Psychotherapeutically, the approach has been to follow more the work of Jeffrey Schwartz on neuroplasticity in OCD [12]. This approach is generally the opposite of traditional behavioral therapies in that essentially the OCD is ignored completely in session in efforts to reconstitute neural pathways away from such. Dr. Schwartz typically employs mindfulness in his sessions, but in this case a more conventional psychodynamic course was chosen. This had the notable effect that the patient, after several weeks, hardly performed any rituals in session.

The patient was treated weekly for a year with such modalities before this writer, a trainee, had to move on to fellowship at another facility. Improvement was measured psychosocially in that patient over the course of the year reported he was able to watch sports again (which he had not been able to do since his breakup with the escort), that he was able to see escorts again (measuring success in odd ways) and that his relationship with his father had improved substantially.
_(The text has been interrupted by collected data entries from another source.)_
//! Storage Error Types
//!
//! ## Error Categories
//!
//! ### Ingest Errors
//! - `TimeOrder`: a record's time did not advance past the rate's last time
//! - `NotAppendable`: a tier that only accepts whole chunks was asked to take a live record
//! - `WriterClosed` / `WriteFailed`: the chunk's write loop stopped or failed
//!
//! ### Chunk Errors
//! - `ChunkNotFound` / `ChunkMoved`: the chunk left this tier
//! - `ChunkLive` / `ChunkExporting`: the chunk is in the wrong state for an export
//! - `Corrupt`: a chunk file could not be recovered
//!
//! ### Read Errors
//! - `DuplicateRead`: the cancel id is already registered on the chunk
//! - `ReadBarrier`: pending reads never drained, so the chunk could not be removed
//! - `LiveIterationLimit`: a live video request waited too many times
//!
//! ### Setup Errors
//! - `Config` / `TierSetup`: invalid configuration or no usable tier chain
//!
//! Lower-level errors (`framehouse_core`, I/O, JSON, object store) convert
//! through `#[from]` so every operation can use `?`.

use framehouse_core::Timestamp;
use std::path::PathBuf;
use thiserror::Error;

pub type Result<T> = std::result::Result<T, Error>;

#[derive(Debug, Error)]
pub enum Error {
    #[error("Core error: {0}")]
    Core(#[from] framehouse_core::Error),

    #[error("IO error: {0}")]
    Io(#[from] std::io::Error),

    #[error("JSON error: {0}")]
    Json(#[from] serde_json::Error),

    #[error("Object store error: {0}")]
    ObjectStore(#[from] object_store::Error),

    #[error("Time did not advance for rate {rate}: {time} <= {last_time}")]
    TimeOrder {
        rate: u64,
        time: Timestamp,
        last_time: Timestamp,
    },

    #[error("Record for rate {record_rate} sent to rate {rate}")]
    WrongRate { rate: u64, record_rate: u64 },

    #[error("Tier {0} does not accept live appends")]
    NotAppendable(String),

    #[error("Chunk not found: {0}")]
    ChunkNotFound(String),

    #[error("Chunk has been moved: {0}")]
    ChunkMoved(String),

    #[error("Chunk is still live: {0}")]
    ChunkLive(String),

    #[error("Chunk is already being exported: {0}")]
    ChunkExporting(String),

    #[error("Chunk write loop closed: {0}")]
    WriterClosed(String),

    #[error("Chunk write failed: {0}")]
    WriteFailed(String),

    #[error("Corrupt chunk file {path:?}: {reason}")]
    Corrupt { path: PathBuf, reason: String },

    #[error("Cancel id {cancel_id} already registered on chunk {chunk}")]
    DuplicateRead { cancel_id: String, chunk: String },

    #[error("Pending reads on chunk {chunk} did not finish after {waits} waits")]
    ReadBarrier { chunk: String, waits: u32 },

    #[error("Live video request exceeded {0} iterations")]
    LiveIterationLimit(u32),

    #[error("Muxing failed: {0}")]
    Mux(String),

    #[error("Invalid configuration: {0}")]
    Config(String),

    #[error("Tier setup failed: {0}")]
    TierSetup(String),
}
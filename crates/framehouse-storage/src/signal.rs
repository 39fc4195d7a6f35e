//! One-shot latch
//!
//! A `Signal` starts unresolved and can be resolved exactly once; every
//! waiter, past or future, then completes. Clones share the same latch.
//! Used for "record written", "more records coming" index slots, read
//! cancellation, and read completion.

use std::sync::Arc;
use tokio::sync::watch;

#[derive(Clone, Debug)]
pub struct Signal {
    tx: Arc<watch::Sender<bool>>,
}

impl Default for Signal {
    fn default() -> Self {
        Self::new()
    }
}

impl Signal {
    pub fn new() -> Self {
        let (tx, _rx) = watch::channel(false);
        Self { tx: Arc::new(tx) }
    }

    /// A latch that is already resolved
    pub fn resolved() -> Self {
        let signal = Self::new();
        signal.resolve();
        signal
    }

    /// Resolve the latch. Later calls are no-ops.
    pub fn resolve(&self) {
        self.tx.send_if_modified(|value| {
            let changed = !*value;
            *value = true;
            changed
        });
    }

    pub fn is_resolved(&self) -> bool {
        *self.tx.borrow()
    }

    /// Wait until the latch is resolved.
    pub async fn wait(&self) {
        let mut rx = self.tx.subscribe();
        // The sender lives as long as `self`, so the only exit is resolution.
        let _ = rx.wait_for(|resolved| *resolved).await;
    }

    /// Two handles to the same latch
    pub fn same_as(&self, other: &Signal) -> bool {
        Arc::ptr_eq(&self.tx, &other.tx)
    }
}
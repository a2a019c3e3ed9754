//! SQLite persistence for todolog.
//!
//! One table of items, a single-row commit clock, and an append-only change log
//! fed by triggers. Every write runs as one `BEGIN IMMEDIATE` transaction that
//! first assigns itself the next commit id, applies the write, and reads that
//! id back before committing. The id is the write's [`Watermark`]: it is
//! stamped onto every change-log row the transaction produced, and it is what
//! the replicated stream reports as its position.
//!
//! ```text
//!   TodoStore::toggle("a")
//!   ┌──────────────────────────────────────────────────────────┐
//!   │ BEGIN IMMEDIATE                                           │
//!   │ UPDATE commit_clock SET txid = txid + 1   (assign id 42)  │
//!   │ SELECT completed FROM todos WHERE id = 'a'                │
//!   │ UPDATE todos ...  ──trigger──▶ todo_changes(txid = 42)    │
//!   │ SELECT txid FROM commit_clock             (watermark 42)  │
//!   │ COMMIT                                                    │
//!   └──────────────────────────────────────────────────────────┘
//! ```
//!
//! [`Watermark`]: todolog_types::Watermark

pub mod error;
pub mod log;
mod schema;
pub mod store;

pub use error::StoreError;
pub use log::{LogBatch, LogEntry};
pub use store::{Committed, TodoStore};

/// Underlying driver error carried by [`StoreError::Sqlite`].
pub use rusqlite::Error as SqliteError;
Further evidence for a primary psychotic disorder was made apparent during the termination phase, in which the patient variously, and uncharacteristically, showed for session either in an absolute fury or morbidly depressed. The depth of underlying emotion was thereby evidenced as profound, so much so that the patient, again very much out of character, at one time called the local suicide hotline and at another went through the screening process to have himself admitted to a local inpatient research study. These anxieties were successfully addressed with a family meeting involving the patient, his parents, this clinician, and the incoming clinician. The option of psychosurgery was openly discussed with the patient and his family, and the process of reeducating the patient how to interpret more negative thoughts, such as those of irritation and anger, in a nonruminative or nonobsessional way has been initiated. The patient has confessed that if his OCD were to just go away, “I don’t know what I’d do.”

By way of conclusion, this case illustrates the complexity of overlap among mood, anxiety, and psychotic disorders. But it also illustrates that a successful targeting of the main underlying problem can have dramatic effects, even after years of unsuccessful treatment. This case is also somewhat of a small vindication of the early theorists on schizophrenia, those who suggested that obsessive-compulsive symptoms may in fact be protective against psychosis [5, 810]. And briefly to address the suggestion of PANDAS, a search has not revealed a case in the teenage years.